Holly Rushmeier: I came to Yale in 2004, and for the first couple of terms I was teaching an introductory course in visualization. But the interest just wasn’t there. People didn’t seem to get how important visualization is. So I mostly dropped it from my teaching for a few years. And then ten years ago it finally hit, and places like the New York Times and Washington Post started having visualization specialists as part of their staff, doing what I’d call responsible visualizations. They were really engaging with the questions of when to use hue variations, when to use color variations, when you use numbers of dots instead of radii of circles —basic principles of visualization. There was data visualization in the 1980s and 1990s of course, including in news media, but it’s only been more recently that we’ve had the convergence of people familiar with best principles and good tools—especially particular languages, interfaces, and products like Tableau.
The highest award in computer science is the Turing Award, and this year it was awarded to two people, Dr. Pat Hanrahan and Dr. Ed Catmull, for their work in computer animation—they were both early figures at Pixar. But interestingly, even though he is connected to this pioneering company in digital animation, I’d say Dr. Hanrahan is even more notable for his work as one of the co-founders of the company that developed Tableau, because Tableau has really enabled people to effectively and responsibly make very sophisticated visualizations of data. And data visualization has become such an important tool for giving the public access to critical information.
Sarah Pickman: I imagine that at Yale, this broader interest in, and demand for, good data visualization has translated into more interest in this area than in 2004!
Holly Rushmeier: Yes, in the last few years I’ve taught a junior/senior level undergraduate class on visualization a few times and it’s become much more popular than when I first started teaching at Yale, especially since computer science has also become a much more popular major. One of the great things to see is that in general a lot of students are interested in using digital technologies to address societal problems: conveying accurate information to the public, engaging in green engineering, applying them to medicine and law.

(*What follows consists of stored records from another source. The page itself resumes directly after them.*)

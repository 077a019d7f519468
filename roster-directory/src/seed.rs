//! Demo data the directory starts with.

use crate::models::{
    Client, ClientStatus, Employee, EmployeeStatus, Subscription, SubscriptionStatus,
};

#[allow(clippy::too_many_arguments)]
fn client(
    id: &str,
    name: &str,
    client_id: &str,
    company: &str,
    sector: &str,
    location: &str,
    is_active: bool,
    contract_type: &str,
    last_contact: &str,
    status: ClientStatus,
    phone: &str,
    email: &str,
) -> Client {
    Client {
        id: id.into(),
        name: name.into(),
        client_id: client_id.into(),
        company: company.into(),
        sector: sector.into(),
        location: location.into(),
        is_active,
        contract_type: contract_type.into(),
        last_contact: last_contact.into(),
        status,
        phone: phone.into(),
        email: email.into(),
        website: None,
    }
}

pub fn clients() -> Vec<Client> {
    use ClientStatus::*;

    let mut maria = client(
        "1", "María González", "CLI-2024-001", "TechnoSoft Solutions", "Tecnología", "Madrid",
        true, "Premium", "2 Sep, 2025", ClienteActivo, "(91) 652-0744",
        "maria.gonzalez@technosoft.com",
    );
    maria.website = Some("www.technosoft.com".into());

    vec![
        maria,
        client(
            "2", "Carlos Ruiz", "CLI-2024-002", "Construcciones Ruiz", "Construcción", "Barcelona",
            true, "Estándar", "5 Ago, 2025", ClienteActivo, "(93) 602-0279",
            "carlos.ruiz@construcciones.com",
        ),
        client(
            "3", "Ana López", "CLI-2024-003", "Consultoría López & Asociados", "Consultoría",
            "Sevilla", false, "Básico", "4 Sep, 2025", ClienteInactivo, "(95) 403-6999",
            "ana.lopez@consultoria.com",
        ),
        client(
            "4", "Roberto Martín", "CLI-2024-004", "Comercial Valencia SL", "Comercio", "Valencia",
            false, "Estándar", "3 Sep, 2025", ClienteProspecto, "(96) 365-2984",
            "roberto.martin@comercialvalencia.com",
        ),
        client(
            "5", "Laura Fernández", "CLI-2024-005", "Innovación Digital", "Tecnología", "Madrid",
            true, "Premium", "2 Sep, 2025", ClienteActivo, "(91) 572-9509",
            "laura.fernandez@innovacion.com",
        ),
        client(
            "6", "Javier Sánchez", "CLI-2024-006", "Logística Barcelona", "Logística", "Barcelona",
            false, "Básico", "25 Ago, 2025", ClienteProspecto, "(93) 378-7874",
            "javier.sanchez@logistica.com",
        ),
    ]
}

#[allow(clippy::too_many_arguments)]
fn employee(
    id: &str,
    name: &str,
    employee_id: &str,
    department: &str,
    location: &str,
    is_active: bool,
    career_plan: &str,
    last_evaluation: &str,
    status: EmployeeStatus,
    phone: &str,
    email: &str,
) -> Employee {
    Employee {
        id: id.into(),
        name: name.into(),
        employee_id: employee_id.into(),
        department: department.into(),
        location: location.into(),
        is_active,
        career_plan: career_plan.into(),
        last_evaluation: last_evaluation.into(),
        status,
        phone: phone.into(),
        email: email.into(),
    }
}

pub fn employees() -> Vec<Employee> {
    use EmployeeStatus::*;

    vec![
        employee(
            "1", "Sofía Pérez", "202468746MA", "Software", "Madrid", false, "Senior",
            "2 Sep, 2025", NuevaReferencia, "(91) 652-0744", "sofia.perez@empresa.com",
        ),
        employee(
            "2", "Carlos Sánchez", "203083553BA", "Sistemas", "Barcelona", true, "Pleno",
            "5 Ago, 2025", EmpleadoActivo, "(93) 602-0279", "carlos.sanchez@empresa.com",
        ),
        employee(
            "3", "Valentina González", "201093014SE", "Administración", "Sevilla", true, "Junior",
            "4 Sep, 2025", EmpleadoActivo, "(95) 403-6999", "valentina.gonzalez@empresa.com",
        ),
        employee(
            "4", "Mateo Fernández", "100485862VA", "Comercial", "Valencia", true, "Pleno",
            "3 Sep, 2025", EmpleadoActivo, "(96) 365-2984", "mateo.fernandez@empresa.com",
        ),
        employee(
            "5", "Lucas Martín", "20209054MA", "Software", "Madrid", true, "Senior",
            "2 Sep, 2025", EmpleadoActivo, "(91) 572-9509", "lucas.martin@empresa.com",
        ),
        employee(
            "6", "Martina Romero", "202122330BA", "Sistemas", "Barcelona", false, "Junior",
            "25 Ago, 2025", EmpleadoInteresado, "(93) 378-7874", "martina.romero@empresa.com",
        ),
    ]
}

fn subscription(
    id: &str,
    platform: &str,
    plan: &str,
    start_date: &str,
    end_date: &str,
    amount: &str,
    status: SubscriptionStatus,
) -> Subscription {
    Subscription {
        id: id.into(),
        client_id: "1".into(),
        platform: platform.into(),
        plan: plan.into(),
        start_date: start_date.into(),
        end_date: end_date.into(),
        amount: amount.into(),
        status,
    }
}

/// Subscriptions of client "1".
pub fn subscriptions() -> Vec<Subscription> {
    use SubscriptionStatus::*;

    vec![
        subscription("1", "Netflix", "Plan Premium", "2024-03-01", "2026-03-01", "15,99", Activa),
        subscription("2", "HBO Max", "Plan Estándar", "2024-01-15", "2026-07-15", "9,99", Activa),
        subscription("3", "Disney+", "Plan Anual", "2023-12-10", "2025-12-10", "8,99", Activa),
        subscription(
            "4", "Spotify Premium", "Plan Individual", "2023-05-05", "2024-05-05", "10,99",
            Caducada,
        ),
        subscription(
            "5", "YouTube Premium", "Plan Familiar", "2024-02-20", "2024-08-20", "11,99", Caducada,
        ),
    ]
}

For example, graduating Yale seniors submitted their senior projects in the spring, and we had a number of students in computer science researching topics related to law and privacy and security in the digital realm. These projects had an obvious technical component, but also asked humanities-type questions about human wants and behaviors. There are also students working on projects with significant visualization components, including one student who looked at capital punishment in the U.S. going back to the seventeenth century, and one looking at the impact of the digital divide; that is, unequal access to computing and the Internet. These students are using computing for projects that some people may not have thought about as being “computer” problems in the past.